É impossível saber o que aconteceria sem esses lances. Futebol não é matemática. Mas é legítimo constatar que, em vez dos atuais dois pontos e do 12.º lugar, o Académico poderia perfeitamente ter cinco pontos e estar entre os sete primeiros – a espreitar lugares europeus.
Dificilmente alguém poderia considerar essa classificação um acaso. Sejamos justos, o Académico bateu-se em todos os jogos até aqui. Na Luz, no regresso à Primeira Liga 37 anos depois, empatou 2-2 com o Benfica e mostrou imediatamente que não regressou apenas para participar. Contra o Santa Clara, mesmo sem uma exibição particularmente conseguida, como aliás foi assumido pela equipa, sobretudo na primeira parte, os Viriatos fizeram mais do que o suficiente para discutir o resultado até ao fim. E, na Madeira, a eqquipa chegou ao intervalo a vencer o Marítimo por merecidos 2-0, por que podiam ser 3-0 logo no reatar da partida, estando muito perto de conquistar a primeira vitória nesta nova passagem pelo principal escalão.

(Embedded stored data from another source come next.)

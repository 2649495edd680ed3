pub mod entities;
pub mod metrics;
pub mod repositories;
pub mod services;
pub mod value_objects;

pub use entities::*;
pub use metrics::{MetricDisplay, MetricSlot, Tone};
pub use repositories::{MarketDataSource, PerpetualSource, PriceIndexSource};
pub use services::{DEPTH_LEVELS, DepthAggregator};
pub use value_objects::*;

Há, por isso, uma questão incómoda que merece ser colocada: estes dois penáltis, encontrados em lances de interpretação tão fina, à lupa, seriam assinalados com a mesma facilidade num jogo de um dos chamados grandes?

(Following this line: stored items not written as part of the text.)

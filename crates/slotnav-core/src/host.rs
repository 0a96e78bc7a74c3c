//! Synchronous reference host.
//!
//! [`Element`] is a minimal element tree and [`Runtime`] renders it into an
//! [`Output`] tree in one pass. Navigator boundaries stay visible in the
//! output, which makes wrapper counts and identity keys easy to check. The
//! CLI renders manifests with it; UI hosts implement [`HostElement`] for
//! their own element type instead.

use std::collections::HashMap;
use std::sync::Arc;

use parking_lot::Mutex;

use crate::context::{ContextKey, resolve_context_key};
use crate::error::NavigatorError;
use crate::flags::FlagSet;
use crate::navigation::{Navigation, NavigationStore, NavigatorMemo};
use crate::navigator::{NavigatorConfig, mount_navigator, require_navigator};
use crate::publish::NavigatorContext;
use crate::route::RouteNode;
use crate::router::RouterHandle;
use crate::screen::{Child, Screen, ScreenOptions};
use crate::slot::{self, QualifiedToken, SlotState};
use crate::view::HostElement;

// ============================================================================
// Elements
// ============================================================================

/// Something the runtime can render. `V` is the host's leaf payload.
pub enum Element<V> {
    Empty,
    View(V),
    Fragment(Vec<Element<V>>),
    Keyed { key: String, child: Box<Element<V>> },
    /// Renders the node with the node as route scope. A node without a
    /// renderer falls back to [`Element::DefaultNavigator`].
    Route(Arc<RouteNode<Element<V>>>),
    Navigator(NavigatorProps<V>),
    /// A non-custom navigator holding a single slot.
    DefaultNavigator,
    /// Renders the active route of the navigator for the current route scope,
    /// wrapping itself in one with this configuration when needed.
    Slot(NavigatorConfig),
    /// Renders the ambient navigator's active route without checking scope.
    QualifiedSlot(QualifiedToken),
}

impl<V> Element<V> {
    pub fn view(value: V) -> Self {
        Element::View(value)
    }

    pub fn fragment(children: impl IntoIterator<Item = Element<V>>) -> Self {
        Element::Fragment(children.into_iter().collect())
    }

    pub fn navigator(props: NavigatorProps<V>) -> Self {
        Element::Navigator(props)
    }

    pub fn slot() -> Self {
        Element::Slot(NavigatorConfig::default())
    }

    pub fn slot_with(config: NavigatorConfig) -> Self {
        Element::Slot(config)
    }
}

impl<V: 'static> HostElement for Element<V> {
    fn route(node: Arc<RouteNode<Self>>) -> Self {
        Element::Route(node)
    }

    fn keyed(self, key: &str) -> Self {
        let child = match self {
            Element::Keyed { child, .. } => child,
            other => Box::new(other),
        };
        Element::Keyed {
            key: key.to_string(),
            child,
        }
    }
}

/// Props of an explicit navigator.
pub struct NavigatorProps<V> {
    pub config: NavigatorConfig,
    pub children: Vec<Child<Element<V>>>,
}

impl<V> NavigatorProps<V> {
    pub fn new() -> Self {
        Self {
            config: NavigatorConfig::default(),
            children: Vec::new(),
        }
    }

    pub fn initial_route_name(mut self, name: impl Into<String>) -> Self {
        self.config.initial_route_name = Some(name.into());
        self
    }

    pub fn screen_options(mut self, options: ScreenOptions) -> Self {
        self.config.screen_options = options;
        self
    }

    pub fn router(mut self, router: RouterHandle) -> Self {
        self.config.router = Some(router);
        self
    }

    pub fn screen(mut self, screen: Screen<Element<V>>) -> Self {
        self.children.push(Child::Screen(screen));
        self
    }

    pub fn child(mut self, element: Element<V>) -> Self {
        self.children.push(Child::Content(element));
        self
    }
}

impl<V> Default for NavigatorProps<V> {
    fn default() -> Self {
        Self::new()
    }
}

// ============================================================================
// Output
// ============================================================================

/// A rendered tree.
#[derive(Debug, Clone, PartialEq)]
pub enum Output<V> {
    Empty,
    View(V),
    Fragment(Vec<Output<V>>),
    Keyed { key: String, child: Box<Output<V>> },
    Navigator {
        context_key: ContextKey,
        children: Vec<Output<V>>,
    },
}

impl<V> Output<V> {
    pub fn is_empty(&self) -> bool {
        matches!(self, Output::Empty)
    }

    /// Number of navigator boundaries in the tree.
    pub fn count_navigators(&self) -> usize {
        self.navigator_keys().len()
    }

    /// Context keys of every navigator boundary, depth-first.
    pub fn navigator_keys(&self) -> Vec<&ContextKey> {
        let mut keys = Vec::new();
        self.walk(&mut |node| {
            if let Output::Navigator { context_key, .. } = node {
                keys.push(context_key);
            }
        });
        keys
    }

    /// Identity keys, depth-first.
    pub fn keys(&self) -> Vec<&str> {
        let mut keys = Vec::new();
        self.walk(&mut |node| {
            if let Output::Keyed { key, .. } = node {
                keys.push(key.as_str());
            }
        });
        keys
    }

    /// Leaf payloads, depth-first.
    pub fn views(&self) -> Vec<&V> {
        let mut views = Vec::new();
        self.walk(&mut |node| {
            if let Output::View(view) = node {
                views.push(view);
            }
        });
        views
    }

    fn walk<'a>(&'a self, visit: &mut impl FnMut(&'a Output<V>)) {
        visit(self);
        match self {
            Output::Empty | Output::View(_) => {}
            Output::Keyed { child, .. } => child.walk(&mut *visit),
            Output::Fragment(children) | Output::Navigator { children, .. } => {
                for child in children {
                    child.walk(&mut *visit);
                }
            }
        }
    }
}

// ============================================================================
// Runtime
// ============================================================================

/// Ambient values at one point of the element tree.
pub struct Scope<V> {
    pub route: Option<Arc<RouteNode<Element<V>>>>,
    pub navigator: Option<Arc<NavigatorContext<Element<V>>>>,
}

impl<V> Clone for Scope<V> {
    fn clone(&self) -> Self {
        Self {
            route: self.route.clone(),
            navigator: self.navigator.clone(),
        }
    }
}

impl<V> Default for Scope<V> {
    fn default() -> Self {
        Self {
            route: None,
            navigator: None,
        }
    }
}

/// The navigator context in `scope`, or a usage error.
pub fn use_navigator_context<V>(
    scope: &Scope<V>,
) -> Result<Arc<NavigatorContext<Element<V>>>, NavigatorError> {
    require_navigator(scope.navigator.as_ref(), "use_navigator_context")
}

/// Renders element trees against a [`NavigationStore`].
///
/// Memos live as long as the runtime, so rendering the same tree twice with
/// no transition in between reuses every published context.
/// A navigator that leaves the tree keeps its memo and store record, and
/// resumes both when it renders again at the same key.
pub struct Runtime<V> {
    store: NavigationStore,
    flags: FlagSet,
    memos: Mutex<HashMap<ContextKey, NavigatorMemo<Element<V>>>>,
}

impl<V: 'static> Runtime<V> {
    pub fn new(flags: FlagSet) -> Self {
        Self::with_store(NavigationStore::new(), flags)
    }

    pub fn with_store(store: NavigationStore, flags: FlagSet) -> Self {
        Self {
            store,
            flags,
            memos: Mutex::new(HashMap::new()),
        }
    }

    pub fn store(&self) -> &NavigationStore {
        &self.store
    }

    pub fn flags(&self) -> &FlagSet {
        &self.flags
    }

    /// Renders a route tree from its root.
    pub fn render(&self, root: &Arc<RouteNode<Element<V>>>) -> Result<Output<V>, NavigatorError> {
        self.render_in(Element::Route(root.clone()), &Scope::default())
    }

    /// Renders `element` under `scope`.
    pub fn render_in(
        &self,
        element: Element<V>,
        scope: &Scope<V>,
    ) -> Result<Output<V>, NavigatorError> {
        match element {
            Element::Empty => Ok(Output::Empty),
            Element::View(value) => Ok(Output::View(value)),
            Element::Fragment(children) => self.render_all(children, scope).map(Output::Fragment),
            Element::Keyed { key, child } => Ok(Output::Keyed {
                key,
                child: Box::new(self.render_in(*child, scope)?),
            }),
            Element::Route(node) => {
                let element = node.render().unwrap_or(Element::DefaultNavigator);
                let inner = Scope {
                    route: Some(node),
                    navigator: scope.navigator.clone(),
                };
                self.render_in(element, &inner)
            }
            Element::Navigator(props) => {
                self.render_navigator(&props.config, props.children, true, scope)
            }
            Element::DefaultNavigator => {
                let children = vec![Child::Content(Element::slot())];
                self.render_navigator(&NavigatorConfig::default(), children, false, scope)
            }
            Element::Slot(config) => {
                let expected = resolve_context_key(scope.route.as_deref());
                let content = match slot::enter(scope.navigator.as_deref(), &expected) {
                    SlotState::Qualified(qualified) => qualified.render(&self.flags),
                    SlotState::Unqualified(unqualified) => {
                        let wrapper = unqualified.wrap();
                        let children = vec![Child::Content(Element::QualifiedSlot(wrapper.token))];
                        return self.render_navigator(&config, children, true, scope);
                    }
                };
                self.render_content(content, scope)
            }
            Element::QualifiedSlot(token) => {
                let context = use_navigator_context(scope)?;
                let content = slot::render_qualified(token, &context, &self.flags);
                self.render_content(content, scope)
            }
        }
    }

    /// Transition handle of the navigator last published at `context_key`.
    pub fn navigation(&self, context_key: &ContextKey) -> Option<Navigation> {
        self.context(context_key)
            .map(|context| context.navigation.clone())
    }

    /// Context last published at `context_key`.
    pub fn context(&self, context_key: &ContextKey) -> Option<Arc<NavigatorContext<Element<V>>>> {
        self.memos
            .lock()
            .get(context_key)
            .and_then(|memo| memo.published.clone())
    }

    fn render_all(
        &self,
        children: Vec<Element<V>>,
        scope: &Scope<V>,
    ) -> Result<Vec<Output<V>>, NavigatorError> {
        children
            .into_iter()
            .map(|child| self.render_in(child, scope))
            .collect()
    }

    fn render_content(
        &self,
        content: Option<Element<V>>,
        scope: &Scope<V>,
    ) -> Result<Output<V>, NavigatorError> {
        match content {
            Some(element) => self.render_in(element, scope),
            None => Ok(Output::Empty),
        }
    }

    fn render_navigator(
        &self,
        config: &NavigatorConfig,
        children: Vec<Child<Element<V>>>,
        is_custom: bool,
        scope: &Scope<V>,
    ) -> Result<Output<V>, NavigatorError> {
        let context_key = resolve_context_key(scope.route.as_deref());
        let parent = scope.navigator.as_ref().map(|context| &context.navigation);

        // Released before children render, nested navigators lock it again.
        let mounted = {
            let mut memos = self.memos.lock();
            let memo = memos.entry(context_key.clone()).or_default();
            mount_navigator(
                &self.store,
                memo,
                scope.route.as_ref(),
                parent,
                config,
                children,
                is_custom,
            )
        };
        let Some(mounted) = mounted else {
            return Ok(Output::Empty);
        };

        let inner = Scope {
            route: scope.route.clone(),
            navigator: Some(mounted.context),
        };
        let children = self.render_all(mounted.other, &inner)?;
        Ok(Output::Navigator {
            context_key,
            children,
        })
    }
}

// ============================================================================
// Tests
// ============================================================================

Não se pede qualquer benefício. Nem faria sentido transformar três jornadas numa teoria de perseguição. Mas pede-se igualdade de critério. Porque para um clube que regressa à Primeira Liga depois de quase quatro décadas, que luta pela permanência e que sabe como cada ponto pode ser decisivo em maio, perder três pelo caminho devido a decisões desta natureza tem um peso enorme, que pode vir a ser decisivo.

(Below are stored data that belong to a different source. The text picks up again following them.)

//! Screen declarations and the navigator children filter.

use std::fmt;
use std::sync::Arc;

use serde::{Deserialize, Serialize};
use serde_json::{Map, Value};

use crate::context::ContextKey;
use crate::error::ConfigWarning;
use crate::route::Renderer;

/// Route parameters, e.g. `{"slug": "hello-world"}`.
pub type Params = Map<String, Value>;

// ============================================================================
// ScreenOptions
// ============================================================================

/// Free-form per-screen options (`title`, `header_shown`, ...).
#[derive(Debug, Clone, Default, PartialEq, Serialize, Deserialize)]
#[serde(transparent)]
pub struct ScreenOptions(Map<String, Value>);

impl ScreenOptions {
    pub fn new() -> Self {
        Self::default()
    }

    /// Sets one option.
    pub fn with(mut self, key: impl Into<String>, value: impl Into<Value>) -> Self {
        self.0.insert(key.into(), value.into());
        self
    }

    pub fn get(&self, key: &str) -> Option<&Value> {
        self.0.get(key)
    }

    pub fn is_empty(&self) -> bool {
        self.0.is_empty()
    }

    /// Shallow merge: keys in `overrides` win.
    pub fn merged(&self, overrides: &ScreenOptions) -> ScreenOptions {
        let mut merged = self.0.clone();
        for (key, value) in &overrides.0 {
            merged.insert(key.clone(), value.clone());
        }
        ScreenOptions(merged)
    }
}

// ============================================================================
// Screen
// ============================================================================

/// Declares or configures one route of a navigator.
///
/// A screen whose name matches a child route configures that route. A screen
/// with its own renderer and no matching child adds a route.
pub struct Screen<T> {
    name: String,
    options: ScreenOptions,
    initial_params: Option<Params>,
    render: Option<Renderer<T>>,
}

impl<T> Screen<T> {
    pub fn new(name: impl Into<String>) -> Self {
        Self {
            name: name.into(),
            options: ScreenOptions::default(),
            initial_params: None,
            render: None,
        }
    }

    pub fn options(mut self, options: ScreenOptions) -> Self {
        self.options = options;
        self
    }

    pub fn initial_params(mut self, params: Params) -> Self {
        self.initial_params = Some(params);
        self
    }

    pub fn render(mut self, render: impl Fn() -> T + Send + Sync + 'static) -> Self {
        self.render = Some(Arc::new(render));
        self
    }

    #[inline]
    pub fn name(&self) -> &str {
        &self.name
    }

    pub fn screen_options(&self) -> &ScreenOptions {
        &self.options
    }

    pub fn params(&self) -> Option<&Params> {
        self.initial_params.as_ref()
    }

    pub fn renderer(&self) -> Option<&Renderer<T>> {
        self.render.as_ref()
    }
}

impl<T> Clone for Screen<T> {
    fn clone(&self) -> Self {
        Self {
            name: self.name.clone(),
            options: self.options.clone(),
            initial_params: self.initial_params.clone(),
            render: self.render.clone(),
        }
    }
}

impl<T> fmt::Debug for Screen<T> {
    fn fmt(&self, f: &mut fmt::Formatter<'_>) -> fmt::Result {
        f.debug_struct("Screen")
            .field("name", &self.name)
            .field("options", &self.options)
            .field("initial_params", &self.initial_params)
            .field("has_renderer", &self.render.is_some())
            .finish()
    }
}

// ============================================================================
// Filter
// ============================================================================

/// One child of a navigator: a screen declaration or opaque content.
pub enum Child<T, C = T> {
    Screen(Screen<T>),
    Content(C),
}

/// Caller information for [`filter_screen_children`].
#[derive(Debug, Clone)]
pub struct FilterOptions {
    /// `false` only for the implicit default navigator.
    pub is_custom: bool,
    /// Key of the navigator doing the filtering.
    pub context_key: ContextKey,
}

/// A screen tagged with the navigator that declared it.
#[derive(Debug, Clone)]
pub struct DeclaredScreen<T> {
    pub screen: Screen<T>,
    pub owner: ContextKey,
}

/// Output of [`filter_screen_children`].
pub struct FilteredChildren<T, C> {
    /// Screen declarations in declaration order.
    pub screens: Vec<DeclaredScreen<T>>,
    /// Everything else, untouched and in order.
    pub other: Vec<C>,
}

/// Splits navigator children into screens and passthrough content.
///
/// Content is never dropped, so a navigator with no screens still renders
/// its other children.
pub fn filter_screen_children<T, C>(
    children: impl IntoIterator<Item = Child<T, C>>,
    options: &FilterOptions,
) -> FilteredChildren<T, C> {
    let mut screens = Vec::new();
    let mut other = Vec::new();

    for child in children {
        match child {
            Child::Screen(screen) => screens.push(DeclaredScreen {
                screen,
                owner: options.context_key.clone(),
            }),
            Child::Content(content) => other.push(content),
        }
    }

    FilteredChildren { screens, other }
}

/// Reports a navigator that resolved no screens.
///
/// Only the default entry point warns: a custom navigator with no screens is
/// assumed intentional.
pub(crate) fn report_empty(options: &FilterOptions) {
    if !options.is_custom {
        ConfigWarning::EmptyNavigator {
            context_key: options.context_key.clone(),
        }
        .emit();
    }
}

#[cfg(test)]
mod tests {
    use super::*;
    use serde_json::json;

    fn options() -> FilterOptions {
        FilterOptions {
            is_custom: true,
            context_key: ContextKey::from("/blog"),
        }
    }

    #[test]
    fn test_filter_partitions_in_order() {
        let children: Vec<Child<(), &str>> = vec![
            Child::Content("header"),
            Child::Screen(Screen::new("index")),
            Child::Content("footer"),
            Child::Screen(Screen::new("[slug]")),
        ];

        let filtered = filter_screen_children(children, &options());
        let names: Vec<_> = filtered.screens.iter().map(|s| s.screen.name()).collect();
        assert_eq!(names, vec!["index", "[slug]"]);
        assert_eq!(filtered.other, vec!["header", "footer"]);
        assert!(filtered.screens.iter().all(|s| s.owner.as_str() == "/blog"));
    }

    #[test]
    fn test_filter_without_screens_keeps_content() {
        let children: Vec<Child<(), &str>> = vec![Child::Content("chrome")];
        let filtered = filter_screen_children(children, &options());
        assert!(filtered.screens.is_empty());
        assert_eq!(filtered.other, vec!["chrome"]);
    }

    #[test]
    fn test_screen_options_merge() {
        let base = ScreenOptions::new()
            .with("title", "Blog")
            .with("header_shown", true);
        let overrides = ScreenOptions::new().with("title", "Post");
        let merged = base.merged(&overrides);

        assert_eq!(merged.get("title"), Some(&json!("Post")));
        assert_eq!(merged.get("header_shown"), Some(&json!(true)));
        assert!(ScreenOptions::new().is_empty());
    }

    #[test]
    fn test_screen_builder() {
        let mut params = Params::new();
        params.insert("slug".into(), json!("intro"));
        let screen = Screen::new("[slug]").initial_params(params).render(|| 7);

        assert_eq!(screen.name(), "[slug]");
        assert_eq!(screen.params().unwrap()["slug"], json!("intro"));
        assert_eq!(screen.renderer().map(|r| r()), Some(7));
    }
}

E surge então outra pergunta, ainda mais difícil: quem devolve esses pontos ao Académico?
A resposta, infelizmente, conhecemos. Ninguém. Uma eventual avaliação negativa de uma decisão, um reconhecimento posterior do erro ou a classificação atribuída à equipa de arbitragem nunca alteram a tabela. Os pontos ficam onde ficaram. E alteravam completamente a situação do Académico para um próximo capítulo, de dificuldade máxima.
Sábado, o FC Porto, campeão nacional, chega ao Fontelo. Numa tarde de festa, Viseu voltará a receber um daqueles grandes jogos de que esteve privado durante 37 anos. Bancadas cheias, cidade mobilizada e um Académico novamente confrontado com uma montanha para escalar.
Que ganhe quem jogar melhor, quem marcar mais, quem merecer dentro das quatro linhas. O Académico tem demonstrado que está preparado para fazer a sua parte: competir, sofrer e lutar por cada ponto. Esperemos que, no Fontelo, encontre também uma equipa de arbitragem à altura.